» Problem requirements: Two lines in the listing below mark the span: one contains "backups.sort_by(|a, b| b.cmp(a));" and one contains "impl LineSink for". Reproduce both of them and everything between, exactly.

-------- Records to use

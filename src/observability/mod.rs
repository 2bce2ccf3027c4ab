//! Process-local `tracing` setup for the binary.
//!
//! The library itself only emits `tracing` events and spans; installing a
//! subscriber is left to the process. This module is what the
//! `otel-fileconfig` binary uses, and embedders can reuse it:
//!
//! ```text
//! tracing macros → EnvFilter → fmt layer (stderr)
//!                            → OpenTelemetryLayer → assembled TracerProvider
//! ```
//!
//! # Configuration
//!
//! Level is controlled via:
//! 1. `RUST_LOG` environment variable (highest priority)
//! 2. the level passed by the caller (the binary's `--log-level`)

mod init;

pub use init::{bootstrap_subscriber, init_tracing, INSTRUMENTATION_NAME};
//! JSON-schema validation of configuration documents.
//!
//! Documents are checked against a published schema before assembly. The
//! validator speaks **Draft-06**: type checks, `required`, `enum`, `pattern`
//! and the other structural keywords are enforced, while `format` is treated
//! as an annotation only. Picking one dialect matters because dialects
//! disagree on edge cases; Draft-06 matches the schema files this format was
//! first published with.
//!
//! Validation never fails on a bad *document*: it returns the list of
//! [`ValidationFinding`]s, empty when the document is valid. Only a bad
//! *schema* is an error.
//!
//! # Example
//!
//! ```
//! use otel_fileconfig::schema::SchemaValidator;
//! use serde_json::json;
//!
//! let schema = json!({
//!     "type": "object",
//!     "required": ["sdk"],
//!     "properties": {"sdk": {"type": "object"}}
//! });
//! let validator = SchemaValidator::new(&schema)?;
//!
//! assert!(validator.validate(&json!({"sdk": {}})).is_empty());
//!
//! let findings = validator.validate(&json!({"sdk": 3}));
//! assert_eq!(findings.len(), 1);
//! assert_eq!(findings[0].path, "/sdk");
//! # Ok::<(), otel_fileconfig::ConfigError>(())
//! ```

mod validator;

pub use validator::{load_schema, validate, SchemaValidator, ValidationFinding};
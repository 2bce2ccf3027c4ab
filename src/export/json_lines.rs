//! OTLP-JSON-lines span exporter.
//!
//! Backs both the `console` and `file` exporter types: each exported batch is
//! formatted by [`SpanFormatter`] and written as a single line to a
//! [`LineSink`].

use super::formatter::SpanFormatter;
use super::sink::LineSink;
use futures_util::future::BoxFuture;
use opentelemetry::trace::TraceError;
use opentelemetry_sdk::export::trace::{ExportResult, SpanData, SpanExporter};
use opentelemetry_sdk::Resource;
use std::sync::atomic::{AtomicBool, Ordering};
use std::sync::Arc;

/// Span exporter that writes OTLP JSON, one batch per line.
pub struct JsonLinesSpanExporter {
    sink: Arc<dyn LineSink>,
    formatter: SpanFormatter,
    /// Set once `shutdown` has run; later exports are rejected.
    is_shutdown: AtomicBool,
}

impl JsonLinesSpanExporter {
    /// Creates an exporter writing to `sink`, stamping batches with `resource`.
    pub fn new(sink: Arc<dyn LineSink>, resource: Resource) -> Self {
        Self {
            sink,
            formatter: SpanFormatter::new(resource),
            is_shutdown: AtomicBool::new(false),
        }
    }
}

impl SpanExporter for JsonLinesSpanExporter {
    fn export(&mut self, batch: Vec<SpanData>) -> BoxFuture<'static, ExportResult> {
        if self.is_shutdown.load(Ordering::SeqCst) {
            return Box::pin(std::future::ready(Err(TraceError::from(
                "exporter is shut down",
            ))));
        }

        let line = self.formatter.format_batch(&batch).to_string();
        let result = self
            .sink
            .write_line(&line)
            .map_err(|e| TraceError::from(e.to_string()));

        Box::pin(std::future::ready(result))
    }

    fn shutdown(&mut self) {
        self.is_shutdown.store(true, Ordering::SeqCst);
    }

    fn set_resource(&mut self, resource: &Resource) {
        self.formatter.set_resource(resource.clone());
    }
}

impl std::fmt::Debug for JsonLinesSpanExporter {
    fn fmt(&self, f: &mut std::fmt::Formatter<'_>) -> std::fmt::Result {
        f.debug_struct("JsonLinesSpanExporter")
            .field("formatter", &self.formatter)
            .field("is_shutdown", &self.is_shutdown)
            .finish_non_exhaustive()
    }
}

----------------
-------- Records to use

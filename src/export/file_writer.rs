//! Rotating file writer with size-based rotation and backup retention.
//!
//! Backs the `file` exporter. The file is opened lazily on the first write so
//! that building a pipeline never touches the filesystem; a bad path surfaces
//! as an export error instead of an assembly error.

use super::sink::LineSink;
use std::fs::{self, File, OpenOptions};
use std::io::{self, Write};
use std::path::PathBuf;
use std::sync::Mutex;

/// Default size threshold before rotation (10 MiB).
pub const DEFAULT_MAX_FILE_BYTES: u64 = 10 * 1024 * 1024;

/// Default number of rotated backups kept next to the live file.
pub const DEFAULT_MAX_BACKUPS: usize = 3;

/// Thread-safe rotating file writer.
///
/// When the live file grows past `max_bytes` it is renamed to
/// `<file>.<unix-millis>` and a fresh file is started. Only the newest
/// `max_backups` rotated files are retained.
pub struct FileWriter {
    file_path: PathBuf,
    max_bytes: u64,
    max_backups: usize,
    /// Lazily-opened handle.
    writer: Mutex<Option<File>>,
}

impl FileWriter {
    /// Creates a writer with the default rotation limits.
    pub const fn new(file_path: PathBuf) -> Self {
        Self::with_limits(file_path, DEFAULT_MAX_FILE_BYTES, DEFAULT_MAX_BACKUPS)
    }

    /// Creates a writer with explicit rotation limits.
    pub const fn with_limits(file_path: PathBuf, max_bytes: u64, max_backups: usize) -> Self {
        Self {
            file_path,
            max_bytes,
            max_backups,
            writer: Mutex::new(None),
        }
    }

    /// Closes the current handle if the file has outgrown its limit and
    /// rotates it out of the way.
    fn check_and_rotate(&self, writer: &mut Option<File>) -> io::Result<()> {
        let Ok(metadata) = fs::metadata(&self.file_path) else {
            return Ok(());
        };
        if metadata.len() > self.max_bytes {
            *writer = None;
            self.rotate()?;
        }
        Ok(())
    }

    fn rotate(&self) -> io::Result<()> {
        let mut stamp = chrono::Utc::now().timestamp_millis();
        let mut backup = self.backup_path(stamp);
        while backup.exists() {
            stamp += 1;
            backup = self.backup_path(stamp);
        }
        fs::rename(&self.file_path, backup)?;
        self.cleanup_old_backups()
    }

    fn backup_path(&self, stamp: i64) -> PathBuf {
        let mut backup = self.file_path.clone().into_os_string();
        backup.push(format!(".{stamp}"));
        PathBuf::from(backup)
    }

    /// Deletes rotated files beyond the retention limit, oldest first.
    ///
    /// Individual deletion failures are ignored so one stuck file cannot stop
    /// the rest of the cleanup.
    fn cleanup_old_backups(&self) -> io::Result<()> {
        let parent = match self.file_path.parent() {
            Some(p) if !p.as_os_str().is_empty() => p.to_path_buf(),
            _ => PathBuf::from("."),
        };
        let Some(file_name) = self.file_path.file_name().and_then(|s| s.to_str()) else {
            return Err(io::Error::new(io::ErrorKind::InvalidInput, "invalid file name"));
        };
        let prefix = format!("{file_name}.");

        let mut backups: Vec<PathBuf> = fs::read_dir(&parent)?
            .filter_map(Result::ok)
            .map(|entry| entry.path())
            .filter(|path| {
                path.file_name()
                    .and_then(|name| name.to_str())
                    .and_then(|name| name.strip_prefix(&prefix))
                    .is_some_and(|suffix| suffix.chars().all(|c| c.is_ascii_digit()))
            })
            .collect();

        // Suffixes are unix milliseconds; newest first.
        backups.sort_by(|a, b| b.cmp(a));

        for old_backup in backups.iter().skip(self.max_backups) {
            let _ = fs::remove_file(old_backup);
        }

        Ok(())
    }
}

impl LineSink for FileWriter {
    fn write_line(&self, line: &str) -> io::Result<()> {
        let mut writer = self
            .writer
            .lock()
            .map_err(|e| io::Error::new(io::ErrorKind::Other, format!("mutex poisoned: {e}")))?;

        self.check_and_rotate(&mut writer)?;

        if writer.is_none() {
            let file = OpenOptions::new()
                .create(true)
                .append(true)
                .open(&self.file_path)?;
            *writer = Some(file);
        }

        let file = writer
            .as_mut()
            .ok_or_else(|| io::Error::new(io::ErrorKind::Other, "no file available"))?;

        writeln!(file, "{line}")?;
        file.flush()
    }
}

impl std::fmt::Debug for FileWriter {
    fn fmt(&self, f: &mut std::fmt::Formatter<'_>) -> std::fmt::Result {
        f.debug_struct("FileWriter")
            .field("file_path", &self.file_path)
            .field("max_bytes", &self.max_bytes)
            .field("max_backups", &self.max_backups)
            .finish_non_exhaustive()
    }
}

----------------

» Response box:
        backups.sort_by(|a, b| b.cmp(a));

        for old_backup in backups.iter().skip(self.max_backups) {
            let _ = fs::remove_file(old_backup);
        }

        Ok(())
    }
}

impl LineSink for FileWriter {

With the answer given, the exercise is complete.